On a parlé plus haut de démonstration machiavélienne. Ce « Prince » à Trieste se clôt sur une dernière image, sombre et négative, de l’homme. Au lendemain du premier conflit mondial où l’instinct de mort avait donné sa pleine mesure, Svevo, ce freudien décrié par le Dr Weiss, devance très curieusement, par la médiation de son personnage, les conclusions pessimistes que le Dr Sigmund allait exposer une décennie plus tard au cours des pages de Malaise dans la civilisation. Svevo avait disparu alors depuis quelques années. S’il avait pu la prévoir, il se serait amusé de l’approbation post mortem accordée à sa propre conception de l’homme par le père de la psychanalyse. A la dernière page de son récit, Zeno passe résolument du particulier au général pour se demander s’il n’y aurait pas une essence du mal, comme pathologie rebelle à toute cure, qui pourrait conduire les plus atteints d’entre nous au paroxysme d’une agressivité destructrice, suite à laquelle la planète, et c’est sa dernière image, enfin débarrassée de ses maladies, serait réduite à l’état d’une nébuleuse errant dans les cieux. La farce s’abîme dans l’angoisse tandis que l’ensemble du récit retire sa signification de cette conclusion pessimiste. C’est peut-être grâce à ce finale imprévu du récit que reprend force le moralisme, d’ascendance judéo-chrétienne, de Svevo, tenu jusque-là en échec par le triomphe insolent de l’égotisme zénonien. Nul ne sauvera son épingle du jeu dans ce prévisible cataclysme planétaire si l’homme ne cesse enfin de jouer à cache-cache avec les admonitions de sa conscience, s’il ne renonce à faire l’ange, c’est-à-dire la bête, à l’abri des arguties déployées par notre frère à tous, Zeno de Trieste.
M.J.-M.
Repères biographiques
1861. – Italo Svevo (Ettore Aron Schmitz) naît à Trieste, ville alors autrichienne, de Francesco Schmitz et d’Allegra Moravia, cinquième d’une famille bourgeoise de huit enfants.

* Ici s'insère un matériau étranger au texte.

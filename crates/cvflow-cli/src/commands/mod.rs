pub mod actions;
pub mod run;
pub mod show_graph;
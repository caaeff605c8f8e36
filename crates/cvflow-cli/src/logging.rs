use crate::error::{CliError, Result};
use std::fs::File;
use std::path::Path;
use tracing_subscriber::{
    filter::LevelFilter,
    fmt::{self},
    prelude::*,
};

/// Maps `-v` / `-q` to the most detailed level that is printed.
pub fn level_filter(verbosity: u8, quiet: bool) -> LevelFilter {
    if quiet {
        return LevelFilter::ERROR;
    }
    match verbosity {
        0 => LevelFilter::WARN,
        1 => LevelFilter::INFO,
        2 => LevelFilter::DEBUG,
        _ => LevelFilter::TRACE,
    }
}

pub fn setup_logging(verbosity: u8, quiet: bool, log_file: Option<&Path>) -> Result<()> {
    let stderr_layer = fmt::layer()
        .with_writer(std::io::stderr)
        .with_ansi(true)
        .with_target(false)
        .compact();

    let subscriber = tracing_subscriber::registry()
        .with(level_filter(verbosity, quiet))
        .with(stderr_layer);

    let installed = if let Some(path) = log_file {
        let file = File::create(path).map_err(CliError::Io)?;
        let file_layer = fmt::layer()
            .with_writer(file)
            .with_ansi(false)
            .with_thread_ids(true)
            .with_target(true);
        subscriber.with(file_layer).try_init()
    } else {
        subscriber.try_init()
    };
    installed.map_err(|e| CliError::Other(anyhow::anyhow!("Failed to install the logger: {e}")))
}
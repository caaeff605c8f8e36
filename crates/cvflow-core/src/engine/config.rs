use super::keywords::KeywordValue;
use serde::{Deserialize, Serialize};
use std::collections::BTreeMap;
use thiserror::Error;

#[derive(Debug, Error, PartialEq, Eq, Clone)]
pub enum ConfigError {
    #[error("Missing required parameter: {0}")]
    MissingParameter(&'static str),
}

/// One action line of an input script: an action type, an optional label and its
/// keyword/value pairs.
#[derive(Debug, Clone, PartialEq, Serialize, Deserialize)]
pub struct ActionInput {
    #[serde(default, skip_serializing_if = "Option::is_none")]
    pub label: Option<String>,
    pub name: String,
    #[serde(flatten)]
    pub keywords: BTreeMap<String, KeywordValue>,
}

impl ActionInput {
    pub fn new(name: impl Into<String>) -> Self {
        Self {
            label: None,
            name: name.into(),
            keywords: BTreeMap::new(),
        }
    }

    pub fn label(mut self, label: impl Into<String>) -> Self {
        self.label = Some(label.into());
        self
    }

    pub fn keyword(mut self, key: impl Into<String>, value: impl Into<KeywordValue>) -> Self {
        self.keywords.insert(key.into(), value.into());
        self
    }

    pub fn flag(self, key: impl Into<String>) -> Self {
        self.keyword(key, true)
    }
}

#[derive(Debug, Clone, PartialEq)]
pub struct EngineConfig {
    pub natoms: usize,
    pub parallel: bool,
    pub min_parallel_tasks: usize,
    /// Values evaluated on every step whether or not a bias needs them.
    pub watch: Vec<String>,
}

#[derive(Default)]
pub struct EngineConfigBuilder {
    natoms: Option<usize>,
    parallel: Option<bool>,
    min_parallel_tasks: Option<usize>,
    watch: Vec<String>,
}

impl EngineConfigBuilder {
    pub fn new() -> Self {
        Self::default()
    }

    pub fn natoms(mut self, natoms: usize) -> Self {
        self.natoms = Some(natoms);
        self
    }
    pub fn parallel(mut self, parallel: bool) -> Self {
        self.parallel = Some(parallel);
        self
    }
    pub fn min_parallel_tasks(mut self, tasks: usize) -> Self {
        self.min_parallel_tasks = Some(tasks);
        self
    }
    pub fn watch(mut self, value: impl Into<String>) -> Self {
        self.watch.push(value.into());
        self
    }
    pub fn watch_all(mut self, values: impl IntoIterator<Item = String>) -> Self {
        self.watch.extend(values);
        self
    }

    pub fn build(self) -> Result<EngineConfig, ConfigError> {
        Ok(EngineConfig {
            natoms: self
                .natoms
                .ok_or(ConfigError::MissingParameter("natoms"))?,
            parallel: self.parallel.unwrap_or(cfg!(feature = "parallel")),
            min_parallel_tasks: self.min_parallel_tasks.unwrap_or(64),
            watch: self.watch,
        })
    }
}
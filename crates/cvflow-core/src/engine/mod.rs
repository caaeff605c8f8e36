//! # Engine Module
//!
//! This module implements the action graph: the ordered network of computation nodes that
//! turn atomic coordinates into collective variables, biases and, on the way back, forces.
//!
//! ## Overview
//!
//! Actions are built once from keyword inputs and evaluated every step. Each action owns the
//! values it publishes; downstream actions read them through value references. During the
//! forward pass every action records the sparse partial derivatives of its outputs, which
//! the reverse pass contracts with the forces requested by biases until they reach atoms.
//!
//! ## Architecture
//!
//! - **Actions** ([`action`]) - Capability composition (pilot, atom accessor, value
//!   publisher, argument reader) and the `ActionKernel` trait implemented by every action type
//! - **Graph** ([`graph`]) - Construction, activity per step, forward and reverse passes
//! - **Scheduling** ([`scheduler`]) - Task loops over elements or matrix rows, optionally parallel
//! - **Back-propagation** ([`backprop`]) - Jacobian contraction shared by most action types
//! - **Registry & Keywords** ([`registry`], [`keywords`]) - Action types, their keyword schema
//!   and constructors
//! - **Built-in actions** ([`actions`]) - Walls, quaternion products, grid interpolation,
//!   molecule reconstruction and the supporting value manipulations
//! - **Configuration** ([`config`]) - Engine settings and action inputs
//! - **Progress Monitoring** ([`progress`]) - Progress callbacks for long trajectories
//! - **Error Handling** ([`error`]) - Engine-specific error types
//!
//! ## Key Capabilities
//!
//! - **Sparse derivative bookkeeping** per task, merged deterministically across workers
//! - **Exact reverse-mode forces** through scalar, vector, matrix and grid values
//! - **Stride-driven scheduling** evaluating only what due biases and watched values need
//! - **Guarded atom writes** through leases and write tokens checked when the graph is built

pub mod action;
pub mod actions;
pub mod backprop;
pub mod config;
pub mod error;
pub mod graph;
pub mod keywords;
pub mod progress;
pub mod registry;
pub mod scheduler;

1874. – Après de premières études à Trieste, précocement orientées vers l’acquisition de connaissances commerciales, Svevo et ses frères Adolfo et Elio sont envoyés dans un collège de Segnitz (Bavière) pour y perfectionner leur formation commerciale et surtout pour y apprendre l’allemand, langue alors indispensable à la conduite des affaires. Segnitz est aussi pour Svevo le temps des lectures.